What if I were to record myself saying this stuff so you could hear my oh-so-wonderful British voice in action? Akin to a podcast.

In order to comfortably record myself reading my blog entries or just talking on-the-fly, I’d need two things: privacy and a quality condenser microphone.

Unfortunately, privacy is not something I’ll get much of until I move out of shared accommodation, so this idea isn’t something that could come to fruition just yet, but perhaps the middle of 2016. Given the nature of some of the topics I talk about on this blog, I feel privacy is absolutely a concern.

I’ve been looking into buying the Blue Microphones 2070 Yeti Blackout Tri-Capsule USB Microphone, but it isn’t cheap, at least not for my frugal arse. The microphone, as you can see if you click the link, is currently £99.99 which comes to $153.25 if you use the USD. I’d also probably need a pop filter, which would cost a further £11.99.

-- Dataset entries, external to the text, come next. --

use std::collections::BTreeSet;

use anyhow::{Context, Result};
use rusqlite::{Connection, Row, params};
use tracing::debug;

use super::HelpdeskDb;
use crate::helpdesk::models::{CategoryTags, Tag};

fn read_tag(row: &Row<'_>) -> rusqlite::Result<Tag> {
    Ok(Tag {
        id: row.get(0)?,
        name: row.get(1)?,
        bg_color: row.get(2)?,
        text_color: row.get(3)?,
    })
}

fn collect_ids(conn: &Connection, sql: &str, id: i64) -> Result<BTreeSet<i64>> {
    let mut stmt = conn.prepare(sql).context("Failed to prepare tag id query")?;
    let rows = stmt
        .query_map(params![id], |row| row.get::<_, i64>(0))
        .context("Failed to query tag ids")?;
    let mut out = BTreeSet::new();
    for row in rows {
        out.insert(row.context("Failed to read tag id")?);
    }
    Ok(out)
}

/// Replace a ticket's tags with `submitted`, keeping only ids that are valid
/// for `category_id` or already sit on the ticket without any category.
/// Returns the resulting tag ids in ascending order.
pub(super) fn sync_ticket_tags_in(
    conn: &Connection,
    ticket_id: i64,
    category_id: i64,
    submitted: &[i64],
) -> Result<Vec<i64>> {
    let mut allowed = collect_ids(
        conn,
        "SELECT tag_id FROM category_tags WHERE category_id = ?1",
        category_id,
    )?;
    allowed.extend(collect_ids(
        conn,
        "SELECT tt.tag_id FROM ticket_tags tt
         WHERE tt.ticket_id = ?1
           AND NOT EXISTS (SELECT 1 FROM category_tags ct WHERE ct.tag_id = tt.tag_id)",
        ticket_id,
    )?);

    let wanted: BTreeSet<i64> = submitted
        .iter()
        .copied()
        .filter(|id| allowed.contains(id))
        .collect();
    let current = collect_ids(
        conn,
        "SELECT tag_id FROM ticket_tags WHERE ticket_id = ?1",
        ticket_id,
    )?;

    for removed in current.difference(&wanted) {
        conn.execute(
            "DELETE FROM ticket_tags WHERE ticket_id = ?1 AND tag_id = ?2",
            params![ticket_id, removed],
        )
        .context("Failed to detach tag")?;
    }
    for added in wanted.difference(&current) {
        conn.execute(
            "INSERT INTO ticket_tags (ticket_id, tag_id) VALUES (?1, ?2)",
            params![ticket_id, added],
        )
        .context("Failed to attach tag")?;
    }

    Ok(wanted.into_iter().collect())
}

/// Delete every tag that has neither a category nor a ticket.
pub(super) fn delete_orphan_tags_in(conn: &Connection) -> Result<usize> {
    let deleted = conn
        .execute(
            "DELETE FROM tags
             WHERE NOT EXISTS (SELECT 1 FROM category_tags ct WHERE ct.tag_id = tags.id)
               AND NOT EXISTS (SELECT 1 FROM ticket_tags tt WHERE tt.tag_id = tags.id)",
            [],
        )
        .context("Failed to delete orphan tags")?;
    if deleted > 0 {
        debug!(deleted, "removed orphan tags");
    }
    Ok(deleted)
}

impl HelpdeskDb {
    pub fn create_tag(&self, name: &str, bg_color: &str, text_color: &str) -> Result<Tag> {
        self.conn
            .execute(
                "INSERT INTO tags (name, bg_color, text_color) VALUES (?1, ?2, ?3)",
                params![name, bg_color, text_color],
            )
            .context("Failed to insert tag")?;
        Ok(Tag {
            id: self.conn.last_insert_rowid(),
            name: name.to_string(),
            bg_color: bg_color.to_string(),
            text_color: text_color.to_string(),
        })
    }

    pub fn attach_category_tag(&self, category_id: i64, tag_id: i64) -> Result<()> {
        self.conn
            .execute(
                "INSERT OR IGNORE INTO category_tags (category_id, tag_id) VALUES (?1, ?2)",
                params![category_id, tag_id],
            )
            .context("Failed to attach tag to category")?;
        Ok(())
    }

    pub fn detach_category_tag(&self, category_id: i64, tag_id: i64) -> Result<()> {
        self.conn
            .execute(
                "DELETE FROM category_tags WHERE category_id = ?1 AND tag_id = ?2",
                params![category_id, tag_id],
            )
            .context("Failed to detach tag from category")?;
        Ok(())
    }

    pub fn category_tags(&self, category_id: i64) -> Result<Vec<Tag>> {
        self.query_tags(
            "SELECT t.id, t.name, t.bg_color, t.text_color
             FROM tags t JOIN category_tags ct ON ct.tag_id = t.id
             WHERE ct.category_id = ?1 ORDER BY t.name",
            category_id,
        )
    }

    pub fn ticket_tags(&self, ticket_id: i64) -> Result<Vec<Tag>> {
        self.query_tags(
            "SELECT t.id, t.name, t.bg_color, t.text_color
             FROM tags t JOIN ticket_tags tt ON tt.tag_id = t.id
             WHERE tt.ticket_id = ?1 ORDER BY t.name",
            ticket_id,
        )
    }

    /// Tags grouped by category, for the ticket form.
    pub fn category_tag_lists(&self) -> Result<Vec<CategoryTags>> {
        let mut out = Vec::new();
        for category in self.list_categories()? {
            let tags = self.category_tags(category.id)?;
            out.push(CategoryTags {
                category_id: category.id,
                category_name: category.name,
                tags,
            });
        }
        Ok(out)
    }

    pub fn sync_ticket_tags(
        &self,
        ticket_id: i64,
        category_id: i64,
        submitted: &[i64],
    ) -> Result<Vec<i64>> {
        let tx = self
            .conn
            .unchecked_transaction()
            .context("Failed to begin tag sync")?;
        let ids = sync_ticket_tags_in(&tx, ticket_id, category_id, submitted)?;
        delete_orphan_tags_in(&tx)?;
        tx.commit().context("Failed to commit tag sync")?;
        Ok(ids)
    }

    fn query_tags(&self, sql: &str, id: i64) -> Result<Vec<Tag>> {
        let mut stmt = self.conn.prepare(sql).context("Failed to prepare tag query")?;
        let rows = stmt
            .query_map(params![id], read_tag)
            .context("Failed to query tags")?;
        let mut out = Vec::new();
        for row in rows {
            out.push(row.context("Failed to read tag row")?);
        }
        Ok(out)
    }
}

I’d like to know whether you think this is a good idea. Would you perhaps actually  like to hear me chatting away, rather than you having to always read the text within my blog entries?

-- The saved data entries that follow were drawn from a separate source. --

impl HelpdeskDb {
    // ── Users ─────────────────────────────────────────────────────────

    pub fn create_user(&self, user: &NewUser) -> Result<User> {
        self.conn
            .execute(
                "INSERT INTO users (name, email, role, department_id) VALUES (?1, ?2, ?3, ?4)",
                params![user.name, user.email, user.role.as_str(), user.department_id],
            )
            .context("Failed to insert user")?;
        let id = self.conn.last_insert_rowid();
        self.get_user(id)?.context("User not found after insert")
    }

    pub fn get_user(&self, id: i64) -> Result<Option<User>> {
        let sql = format!("SELECT {} FROM users u WHERE u.id = ?1", USER_COLUMNS);
        Ok(self.query_users(&sql, params![id])?.into_iter().next())
    }

    pub fn list_users(&self) -> Result<Vec<User>> {
        let sql = format!("SELECT {} FROM users u ORDER BY u.name", USER_COLUMNS);
        self.query_users(&sql, [])
    }

    /// Users a level-1 requester may open tickets for: everyone without a
    /// department, plus themselves.
    pub fn list_owner_candidates(&self, user_id: i64) -> Result<Vec<User>> {
        let sql = format!(
            "SELECT {} FROM users u WHERE u.department_id IS NULL OR u.id = ?1 ORDER BY u.name",
            USER_COLUMNS
        );
        self.query_users(&sql, params![user_id])
    }

    pub fn set_user_department(&self, user_id: i64, department_id: Option<i64>) -> Result<()> {
        self.conn
            .execute(
                "UPDATE users SET department_id = ?1 WHERE id = ?2",
                params![department_id, user_id],
            )
            .context("Failed to update user department")?;
        Ok(())
    }

    fn query_users<P: rusqlite::Params>(&self, sql: &str, params: P) -> Result<Vec<User>> {
        let mut stmt = self.conn.prepare(sql).context("Failed to prepare user query")?;
        let rows = stmt
            .query_map(params, |row| {
                Ok(UserRow {
                    id: row.get(0)?,
                    name: row.get(1)?,
                    email: row.get(2)?,
                    role: row.get(3)?,
                    department_id: row.get(4)?,
                })
            })
            .context("Failed to query users")?;
        let mut users = Vec::new();
        for row in rows {
            let r = row.context("Failed to read user row")?;
            users.push(r.into_user()?);
        }
        Ok(users)
    }

    // ── Departments ───────────────────────────────────────────────────

    pub fn create_department(&self, department: &str, sub1: Option<&str>) -> Result<Department> {
        self.conn
            .execute(
                "INSERT INTO departments (department, sub1) VALUES (?1, ?2)",
                params![department, sub1],
            )
            .context("Failed to insert department")?;
        let id = self.conn.last_insert_rowid();
        self.get_department(id)?
            .context("Department not found after insert")
    }

    pub fn get_department(&self, id: i64) -> Result<Option<Department>> {
        self.conn
            .query_row(
                "SELECT id, department, sub1 FROM departments WHERE id = ?1",
                params![id],
                |row| {
                    Ok(Department {
                        id: row.get(0)?,
                        department: row.get(1)?,
                        sub1: row.get(2)?,
                    })
                },
            )
            .optional()
            .context("Failed to query department")
    }

    // ── Categories ────────────────────────────────────────────────────

    pub fn create_category(&self, name: &str, color: &str) -> Result<Category> {
        self.conn
            .execute(
                "INSERT INTO categories (name, color) VALUES (?1, ?2)",
                params![name, color],
            )
            .context("Failed to insert category")?;
        let id = self.conn.last_insert_rowid();
        self.get_category(id)?
            .context("Category not found after insert")
    }

    pub fn get_category(&self, id: i64) -> Result<Option<Category>> {
        self.conn
            .query_row(
                "SELECT id, name, color FROM categories WHERE id = ?1",
                params![id],
                |row| {
                    Ok(Category {
                        id: row.get(0)?,
                        name: row.get(1)?,
                        color: row.get(2)?,
                    })
                },
            )
            .optional()
            .context("Failed to query category")
    }

    pub fn list_categories(&self) -> Result<Vec<Category>> {
        let mut stmt = self
            .conn
            .prepare("SELECT id, name, color FROM categories ORDER BY name")
            .context("Failed to prepare list_categories")?;
        let rows = stmt
            .query_map([], |row| {
                Ok(Category {
                    id: row.get(0)?,
                    name: row.get(1)?,
                    color: row.get(2)?,
                })
            })
            .context("Failed to query categories")?;
        let mut categories = Vec::new();
        for row in rows {
            categories.push(row.context("Failed to read category row")?);
        }
        Ok(categories)
    }

    pub fn add_category_agent(&self, category_id: i64, user_id: i64) -> Result<()> {
        self.conn
            .execute(
                "INSERT OR IGNORE INTO category_agents (category_id, user_id) VALUES (?1, ?2)",
                params![category_id, user_id],
            )
            .context("Failed to assign agent to category")?;
        Ok(())
    }

    pub fn category_agents(&self, category_id: i64) -> Result<Vec<User>> {
        let sql = format!(
            "SELECT {} FROM users u
             JOIN category_agents ca ON ca.user_id = u.id
             WHERE ca.category_id = ?1 ORDER BY u.name",
            USER_COLUMNS
        );
        self.query_users(&sql, params![category_id])
    }

    /// Every category with its agents, ordered by category name.
    pub fn categories_with_agents(&self) -> Result<Vec<CategoryAgents>> {
        let mut out = Vec::new();
        for category in self.list_categories()? {
            let agents = self.category_agents(category.id)?;
            out.push(CategoryAgents { category, agents });
        }
        Ok(out)
    }

    /// Ids of the categories a user is an agent of.
    pub fn agent_category_ids(&self, user_id: i64) -> Result<Vec<i64>> {
        let mut stmt = self
            .conn
            .prepare("SELECT category_id FROM category_agents WHERE user_id = ?1 ORDER BY category_id")
            .context("Failed to prepare agent_category_ids")?;
        let rows = stmt
            .query_map(params![user_id], |row| row.get(0))
            .context("Failed to query agent categories")?;
        let mut ids = Vec::new();
        for row in rows {
            ids.push(row.context("Failed to read agent category row")?);
        }
        Ok(ids)
    }

    pub fn is_category_agent(&self, category_id: i64, user_id: i64) -> Result<bool> {
        let count: i64 = self
            .conn
            .query_row(
                "SELECT COUNT(*) FROM category_agents WHERE category_id = ?1 AND user_id = ?2",
                params![category_id, user_id],
                |row| row.get(0),
            )
            .context("Failed to check category agent")?;
        Ok(count > 0)
    }

    /// Users assigned to at least one category, or to `category_id` when given.
    pub fn list_agents(&self, category_id: Option<i64>) -> Result<Vec<User>> {
        let sql = format!(
            "SELECT DISTINCT {} FROM users u
             JOIN category_agents ca ON ca.user_id = u.id
             WHERE ?1 IS NULL OR ca.category_id = ?1
             ORDER BY u.name",
            USER_COLUMNS
        );
        self.query_users(&sql, params![category_id])
    }

    // ── Statuses & priorities ─────────────────────────────────────────

    pub fn create_status(&self, name: &str, color: &str) -> Result<Status> {
        self.conn
            .execute(
                "INSERT INTO statuses (name, color) VALUES (?1, ?2)",
                params![name, color],
            )
            .context("Failed to insert status")?;
        let id = self.conn.last_insert_rowid();
        self.get_status(id)?.context("Status not found after insert")
    }

    pub fn get_status(&self, id: i64) -> Result<Option<Status>> {
        self.conn
            .query_row(
                "SELECT id, name, color FROM statuses WHERE id = ?1",
                params![id],
                |row| {
                    Ok(Status {
                        id: row.get(0)?,
                        name: row.get(1)?,
                        color: row.get(2)?,
                    })
                },
            )
            .optional()
            .context("Failed to query status")
    }

    pub fn list_statuses(&self) -> Result<Vec<Status>> {
        let mut stmt = self
            .conn
            .prepare("SELECT id, name, color FROM statuses ORDER BY id")
            .context("Failed to prepare list_statuses")?;
        let rows = stmt
            .query_map([], |row| {
                Ok(Status {
                    id: row.get(0)?,
                    name: row.get(1)?,
                    color: row.get(2)?,
                })
            })
            .context("Failed to query statuses")?;
        let mut statuses = Vec::new();
        for row in rows {
            statuses.push(row.context("Failed to read status row")?);
        }
        Ok(statuses)
    }

    pub fn create_priority(&self, name: &str, color: &str, magnitude: i64) -> Result<Priority> {
        self.conn
            .execute(
                "INSERT INTO priorities (name, color, magnitude) VALUES (?1, ?2, ?3)",
                params![name, color, magnitude],
            )
            .context("Failed to insert priority")?;
        let id = self.conn.last_insert_rowid();
        self.get_priority(id)?
            .context("Priority not found after insert")
    }

    pub fn get_priority(&self, id: i64) -> Result<Option<Priority>> {
        self.conn
            .query_row(
                "SELECT id, name, color, magnitude FROM priorities WHERE id = ?1",
                params![id],
                |row| {
                    Ok(Priority {
                        id: row.get(0)?,
                        name: row.get(1)?,
                        color: row.get(2)?,
                        magnitude: row.get(3)?,
                    })
                },
            )
            .optional()
            .context("Failed to query priority")
    }

    /// All priorities, highest magnitude first.
    pub fn list_priorities(&self) -> Result<Vec<Priority>> {
        let mut stmt = self
            .conn
            .prepare("SELECT id, name, color, magnitude FROM priorities ORDER BY magnitude DESC, id")
            .context("Failed to prepare list_priorities")?;
        let rows = stmt
            .query_map([], |row| {
                Ok(Priority {
                    id: row.get(0)?,
                    name: row.get(1)?,
                    color: row.get(2)?,
                    magnitude: row.get(3)?,
                })
            })
            .context("Failed to query priorities")?;
        let mut priorities = Vec::new();
        for row in rows {
            priorities.push(row.context("Failed to read priority row")?);
        }
        Ok(priorities)
    }

    /// Priority given to tickets created by level-1 users.
    pub fn first_priority_id(&self) -> Result<Option<i64>> {
        self.conn
            .query_row("SELECT MIN(id) FROM priorities", [], |row| row.get(0))
            .context("Failed to query first priority")
    }

    // ── Closing reasons ───────────────────────────────────────────────

    pub fn create_closing_reason(
        &self,
        category_id: i64,
        text: &str,
        status_id: i64,
        ordering: i64,
    ) -> Result<ClosingReason> {
        self.conn
            .execute(
                "INSERT INTO closing_reasons (category_id, text, status_id, ordering) VALUES (?1, ?2, ?3, ?4)",
                params![category_id, text, status_id, ordering],
            )
            .context("Failed to insert closing reason")?;
        let id = self.conn.last_insert_rowid();
        self.get_closing_reason(id)?
            .context("Closing reason not found after insert")
    }

    pub fn get_closing_reason(&self, id: i64) -> Result<Option<ClosingReason>> {
        self.conn
            .query_row(
                "SELECT id, category_id, text, status_id, ordering FROM closing_reasons WHERE id = ?1",
                params![id],
                |row| {
                    Ok(ClosingReason {
                        id: row.get(0)?,
                        category_id: row.get(1)?,
                        text: row.get(2)?,
                        status_id: row.get(3)?,
                        ordering: row.get(4)?,
                    })
                },
            )
            .optional()
            .context("Failed to query closing reason")
    }

    pub fn closing_reasons(&self, category_id: i64) -> Result<Vec<ClosingReason>> {
        let mut stmt = self
            .conn
            .prepare(
                "SELECT id, category_id, text, status_id, ordering FROM closing_reasons
                 WHERE category_id = ?1 ORDER BY ordering, id",
            )
            .context("Failed to prepare closing_reasons")?;
        let rows = stmt
            .query_map(params![category_id], |row| {
                Ok(ClosingReason {
                    id: row.get(0)?,
                    category_id: row.get(1)?,
                    text: row.get(2)?,
                    status_id: row.get(3)?,
                    ordering: row.get(4)?,
                })
            })
            .context("Failed to query closing reasons")?;
        let mut reasons = Vec::new();
        for row in rows {
            reasons.push(row.context("Failed to read closing reason row")?);
        }
        Ok(reasons)
    }
}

Since I’d be able to talk without reading what would essentially be a script, what sort of things, if anything, would you find interesting for me to freely talk about?

Myself, I quite like the idea of a question and answer setup; I read questions in the comment section of the previous blog entry, then answer them in the next blog entry. I’d prefer to have more readers who commented in order to not run out of questions to answer or topics to talk about as per your suggestions, so perhaps it’s just as well that this may come at a later date.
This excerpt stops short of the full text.